Existen miles de razones para no decir o escribir lo que estamos pensando. No hablamos porque guardamos un secreto de alguien más o propio, porque tenemos mucha o poca información. No hablamos porque el mundo no espera de nosotros eso que estamos pensando, pero ¿y si realmente somos lo que estamos pensando? No hablamos, o matizamos lo que decimos cuando puede dolerle a alguien más o a nosotros mismos. No hablamos por miedo, por amor, por respeto, por compasión o por desazón.
Preferimos quedarnos callados por temor a lo que los otros piensen o porque no le encontramos valor suficiente a lo que pensamos.
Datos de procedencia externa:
use crate::defaults;
use crate::error::{Result, VoicecueError};
use crate::triggers::{TomlTriggerStore, TriggerId, TriggerPhrase, TriggerSet};
use serde::{Deserialize, Serialize};
use std::fs;
use std::path::{Path, PathBuf};
use std::time::Duration;

/// Root configuration structure
#[derive(Debug, Clone, Serialize, Deserialize, PartialEq, Default)]
#[serde(default)]
pub struct Config {
    pub engine: EngineSettings,
    pub triggers: TriggerSettings,
    pub playback: PlaybackSettings,
}

/// Timing and window settings, as written in the config file
#[derive(Debug, Clone, Serialize, Deserialize, PartialEq)]
#[serde(default)]
pub struct EngineSettings {
    pub pause_duration_ms: u64,
    pub settle_delay_ms: u64,
    pub recency_window_chars: usize,
}

/// Trigger phrase sources
#[derive(Debug, Clone, Serialize, Deserialize, PartialEq, Default)]
#[serde(default)]
pub struct TriggerSettings {
    /// Built-in phrases, active before any stored phrase.
    pub defaults: Vec<String>,
    /// Trigger store file; `None` uses the XDG default.
    pub store: Option<PathBuf>,
}

/// Terminal playback settings
#[derive(Debug, Clone, Serialize, Deserialize, PartialEq)]
#[serde(default)]
pub struct PlaybackSettings {
    pub simulated_duration_ms: u64,
}

/// Engine-facing configuration.
#[derive(Debug, Clone, PartialEq)]
pub struct EngineConfig {
    /// Quiet period after a confirmed trigger before playback is requested.
    pub pause_duration: Duration,
    /// Quiet period that coalesces bursts of final results.
    pub settle_delay: Duration,
    /// Size of the fallback search window, in characters.
    pub recency_window_chars: usize,
}

impl Default for EngineSettings {
    fn default() -> Self {
        Self {
            pause_duration_ms: defaults::PAUSE_DURATION_MS,
            settle_delay_ms: defaults::SETTLE_DELAY_MS,
            recency_window_chars: defaults::RECENCY_WINDOW_CHARS,
        }
    }
}

impl Default for PlaybackSettings {
    fn default() -> Self {
        Self {
            simulated_duration_ms: defaults::SIMULATED_PLAYBACK_MS,
        }
    }
}

impl Default for EngineConfig {
    fn default() -> Self {
        EngineSettings::default().to_engine_config()
    }
}

impl EngineSettings {
    pub fn to_engine_config(&self) -> EngineConfig {
        EngineConfig {
            pause_duration: Duration::from_millis(self.pause_duration_ms),
            settle_delay: Duration::from_millis(self.settle_delay_ms),
            recency_window_chars: self.recency_window_chars,
        }
    }
}

impl Config {
    /// Load configuration from a TOML file
    ///
    /// Missing fields use default values.
    pub fn load(path: &Path) -> Result<Self> {
        let contents = match fs::read_to_string(path) {
            Ok(contents) => contents,
            Err(e) if e.kind() == std::io::ErrorKind::NotFound => {
                return Err(VoicecueError::ConfigFileNotFound {
                    path: path.display().to_string(),
                });
            }
            Err(e) => return Err(e.into()),
        };
        let config: Config = toml::from_str(&contents)?;
        config.validate()?;
        Ok(config)
    }

    /// Load configuration from a file or return defaults if file doesn't exist
    ///
    /// Invalid TOML is still an error.
    pub fn load_or_default(path: &Path) -> Result<Self> {
        match Self::load(path) {
            Err(VoicecueError::ConfigFileNotFound { .. }) => Ok(Self::default()),
            other => other,
        }
    }

    /// Reject values the engine cannot run with.
    pub fn validate(&self) -> Result<()> {
        let positive = [
            ("engine.pause_duration_ms", self.engine.pause_duration_ms),
            ("engine.settle_delay_ms", self.engine.settle_delay_ms),
            (
                "engine.recency_window_chars",
                self.engine.recency_window_chars as u64,
            ),
        ];
        for (key, value) in positive {
            if value == 0 {
                return Err(VoicecueError::ConfigInvalidValue {
                    key: key.to_string(),
                    message: "must be positive".to_string(),
                });
            }
        }
        for phrase in &self.triggers.defaults {
            if phrase.trim().is_empty() {
                return Err(VoicecueError::ConfigInvalidValue {
                    key: "triggers.defaults".to_string(),
                    message: "phrases must not be empty".to_string(),
                });
            }
        }
        Ok(())
    }

    /// Apply environment variable overrides
    ///
    /// Supported environment variables:
    /// - VOICECUE_PAUSE_MS → engine.pause_duration_ms
    /// - VOICECUE_SETTLE_MS → engine.settle_delay_ms
    /// - VOICECUE_RECENCY_CHARS → engine.recency_window_chars
    ///
    /// Empty, unparsable or zero values are ignored.
    pub fn with_env_overrides(mut self) -> Self {
        if let Some(ms) = env_positive("VOICECUE_PAUSE_MS") {
            self.engine.pause_duration_ms = ms;
        }
        if let Some(ms) = env_positive("VOICECUE_SETTLE_MS") {
            self.engine.settle_delay_ms = ms;
        }
        if let Some(chars) = env_positive("VOICECUE_RECENCY_CHARS") {
            self.engine.recency_window_chars = chars as usize;
        }
        self
    }

    pub fn engine_config(&self) -> EngineConfig {
        self.engine.to_engine_config()
    }

    /// Where user trigger phrases are persisted.
    pub fn trigger_store_path(&self) -> PathBuf {
        self.triggers
            .store
            .clone()
            .or_else(TomlTriggerStore::default_path)
            .unwrap_or_else(|| PathBuf::from("triggers.toml"))
    }

    /// Active trigger set: configured defaults in order, then `stored`.
    pub fn trigger_set(&self, stored: Vec<TriggerPhrase>) -> Result<TriggerSet> {
        let mut set = TriggerSet::new();
        for (n, phrase) in self.triggers.defaults.iter().enumerate() {
            let id = TriggerId::numbered(defaults::DEFAULT_TRIGGER_ID_PREFIX, n as u64);
            set.add(TriggerPhrase::new(id, phrase, true)?)?;
        }
        for phrase in stored {
            set.add(phrase)?;
        }
        Ok(set)
    }

    /// Get the default configuration file path
    ///
    /// Returns ~/.config/voicecue/config.toml on Linux
    pub fn default_path() -> PathBuf {
        dirs::config_dir()
            .unwrap_or_else(|| PathBuf::from("."))
            .join("voicecue")
            .join("config.toml")
    }
}

fn env_positive(key: &str) -> Option<u64> {
    std::env::var(key)
        .ok()
        .and_then(|v| v.trim().parse::<u64>().ok())
        .filter(|v| *v > 0)
}
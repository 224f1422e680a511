//! Data types flowing into and out of the engine.

use crate::triggers::TriggerPhrase;
use serde::{Deserialize, Serialize};
use std::time::Instant;

/// One segment of a recognition result.
#[derive(Debug, Clone, PartialEq, Eq, Serialize, Deserialize)]
pub struct RecognitionSegment {
    pub text: String,
    #[serde(default)]
    pub is_final: bool,
}

impl RecognitionSegment {
    pub fn final_text(text: impl Into<String>) -> Self {
        Self {
            text: text.into(),
            is_final: true,
        }
    }

    pub fn interim(text: impl Into<String>) -> Self {
        Self {
            text: text.into(),
            is_final: false,
        }
    }
}

/// One event pushed by the external recognizer.
///
/// `results[result_index..]` is the unprocessed range. Indices are assumed
/// non-decreasing across events.
#[derive(Debug, Clone, PartialEq, Eq, Serialize, Deserialize)]
pub struct RecognitionEvent {
    #[serde(default)]
    pub result_index: usize,
    pub results: Vec<RecognitionSegment>,
}

impl RecognitionEvent {
    pub fn new(result_index: usize, results: Vec<RecognitionSegment>) -> Self {
        Self {
            result_index,
            results,
        }
    }
}

/// Whether the backend restates the whole utterance on every final result
/// or only delivers newly heard text.
#[derive(Debug, Clone, Copy, PartialEq, Eq, Default, Serialize, Deserialize)]
#[serde(rename_all = "snake_case")]
pub enum PlatformMode {
    #[default]
    Unknown,
    Cumulative,
    Incremental,
}

/// Which matching tier produced a trigger match.
#[derive(Debug, Clone, Copy, PartialEq, Eq, Serialize, Deserialize)]
#[serde(rename_all = "snake_case")]
pub enum MatchTier {
    /// Found in the newest final chunk.
    Priority,
    /// Found only in the recency window of older text.
    Fallback,
}

/// Session state as seen from outside.
#[derive(Debug, Clone, Copy, PartialEq, Eq, Serialize, Deserialize)]
#[serde(rename_all = "snake_case")]
pub enum SessionPhase {
    Idle,
    Listening,
    /// A trigger was confirmed and the pause timer is running.
    AwaitingPlayback,
    /// Playback was requested and the collaborator has not signalled done.
    Playing,
}

/// Diagnostic-only signals. Never fatal.
#[derive(Debug, Clone, PartialEq)]
pub enum Diagnostic {
    /// A matching tier reported a match the verification guard could not
    /// confirm in the searched text.
    GuardRejected { phrase: String, tier: MatchTier },
    /// The pause timer fired but playback was not eligible.
    PlaybackSuppressed {
        trigger: TriggerPhrase,
        listening: bool,
        playing: bool,
    },
}

/// Events emitted by the engine for playback, logging and UI collaborators.
#[derive(Debug, Clone, PartialEq)]
pub enum EngineEvent {
    /// A settled burst of final text was appended to the stable transcript.
    TranscriptUpdated { text: String },
    /// The newest interim text, reduced to what is not yet stable.
    InterimTranscript { text: String },
    /// A trigger phrase matched.
    TriggerDetected {
        trigger: TriggerPhrase,
        matched_text: String,
        tier: MatchTier,
        at: Instant,
    },
    /// Any displayed transcript should be cleared.
    DisplayCleared,
    /// A confirmed trigger survived the pause; play its response.
    PlaybackRequested { trigger: TriggerPhrase },
    Diagnostic(Diagnostic),
}

impl EngineEvent {
    /// Short event name for logs and JSON output.
    pub fn kind(&self) -> &'static str {
        match self {
            EngineEvent::TranscriptUpdated { .. } => "transcript_updated",
            EngineEvent::InterimTranscript { .. } => "interim_transcript",
            EngineEvent::TriggerDetected { .. } => "trigger_detected",
            EngineEvent::DisplayCleared => "display_cleared",
            EngineEvent::PlaybackRequested { .. } => "playback_requested",
            EngineEvent::Diagnostic(_) => "diagnostic",
        }
    }
}

#[cfg(test)]
mod tests {
    use super::*;

    #[test]
    fn test_event_deserializes_with_defaults() {
        let json = r#"{"results":[{"text":"hello"},{"text":"world","is_final":true}]}"#;
        let event: RecognitionEvent = serde_json::from_str(json).unwrap();
        assert_eq!(event.result_index, 0);
        assert!(!event.results[0].is_final);
        assert!(event.results[1].is_final);
    }

    #[test]
    fn test_platform_mode_defaults_to_unknown() {
        assert_eq!(PlatformMode::default(), PlatformMode::Unknown);
    }

    #[test]
    fn test_event_kind_names() {
        assert_eq!(EngineEvent::DisplayCleared.kind(), "display_cleared");
        assert_eq!(
            EngineEvent::TranscriptUpdated {
                text: "x".to_string()
            }
            .kind(),
            "transcript_updated"
        );
    }
}
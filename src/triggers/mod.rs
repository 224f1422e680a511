//! Trigger phrase model and its persistence collaborator.

pub mod phrase;
pub mod store;

pub use phrase::{TriggerId, TriggerPhrase, TriggerSet, normalize_phrase};
pub use store::{TomlTriggerStore, TriggerStore};
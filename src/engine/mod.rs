//! Reconciliation and trigger detection engine.
//!
//! ```text
//! ┌────────┐    ┌──────────┐    ┌───────────┐    ┌─────────────┐
//! │ Ingest │───▶│ Platform │───▶│ Reconcile │───▶│ PauseBuffer │───▶ TranscriptUpdated
//! └────────┘    │ Detector │    └───────────┘    └─────────────┘
//!               └──────────┘          │
//!                                     ▼ (final result)
//!                              ┌────────────┐    ┌───────────┐
//!                              │  Trigger   │───▶│ PauseGate │───▶ PlaybackRequested
//!                              │  Matcher   │    └───────────┘
//!                              └────────────┘
//! ```

pub mod ingest;
pub mod matcher;
pub mod normalize;
pub mod orchestrator;
pub mod pause_buffer;
pub mod pause_gate;
pub mod platform;
pub mod reconcile;
pub mod session;
pub mod timer;
pub mod types;

pub use matcher::{ExactSubstring, MatchStrategy, OrderedWords, TriggerMatcher};
pub use orchestrator::Engine;
pub use session::SessionState;
pub use timer::{TimerKind, TimerSlot};
pub use types::{
    Diagnostic, EngineEvent, MatchTier, PlatformMode, RecognitionEvent, RecognitionSegment,
    SessionPhase,
};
Pero ¿si se trata de algo realmente importante como escribir el blog?, o como participar en una reunión de trabajo en donde esperan que aportemos una gran idea, o meter la cucharada en una conversación familiar que necesita urgentemente de nuestro punto de vista. ¿Y si alguien más debe escuchar lo que pensamos o sentimos?, así no sepamos cómo decirlo. ¿Y si el mundo se está perdiendo de nuestro talento porque nos sobran ideas, pero nos falta entusiasmo? A veces hay que hablar y no sabemos cómo.
¿Será suficiente la valentía para lanzarse al ruedo y decir lo que se nos pasa por la cabeza? La verdad, puede que no salga bien. Pero rumiar la misma idea mil veces y decorarla, y luego quitarle los adornos, y luego distraerse en otro pensamiento, para después regresar a la idea original y volver a pensar si es necesario u oportuno mencionarla, y de repente el colega levanta la mano y dice justo lo que ibas a decir, y el auditorio lo felicita y te amarras con rabia a la silla por haber dudado. O en otros casos, la vida sigue pasando sin que el otro oiga lo que quieres decirle, y por eso nada cambia, y si prefieres el aburrimiento o la monotonía, a las consecuencias y los cambios que puedan traer lo que sabías o sentías. ¿será mejor decirlo? Pero ¿cómo? Saber comunicar es un arte, el momento, las palabras, las reflexiones, la organización y el método sirven para que hablar y escribir no sean una casualidad.
Entonces decir lo que queremos decir es importante, para sí mismo por lo menos. Hablar o escribir es un gran acto de fe en nosotros mismos. Es como una maratón en donde todas las ideas se agolpan en una pista estrecha, algunas no creen poder llegar a la meta que sería lograr comunicarlas; otras van envalentonadas y llegarán, otras, la mayoría, seguramente no. Para que las ideas habiten el mundo no solo deben ser pensadas, deben tener una profunda carga de seguridad y de valentía.
Expulsar ideas indiscriminadamente no es un derecho adquirido, pero comunicar debe ser un acto de conciencia personal. Imposible descifrar qué tanto impacto tendrá una idea suelta por la calle pero si nos atrevemos a liberarla no podemos dejarla sola. Si hay preguntas ¿estamos dispuestos a contestarlas? si hay comentarios ¿estaremos dispuestos a recibirlos? ¿estamos dispuestos a arrepentirnos?
Hay tantas razones como personas para no saber cómo decir algo y no quisiera impulsar a otros a hablar sin miedo, ni a que digan lo que piensan, ni a superar los obstáculos que las convicciones les imponen, el silencio también puede ser muy poderoso, pero de lo que si estoy segura es qué si hablamos, o escribimos, la vida se pone en movimiento. ¿en qué sentido o con qué fin?, ni idea, pero eso sí, un paso más adelante ya estaremos.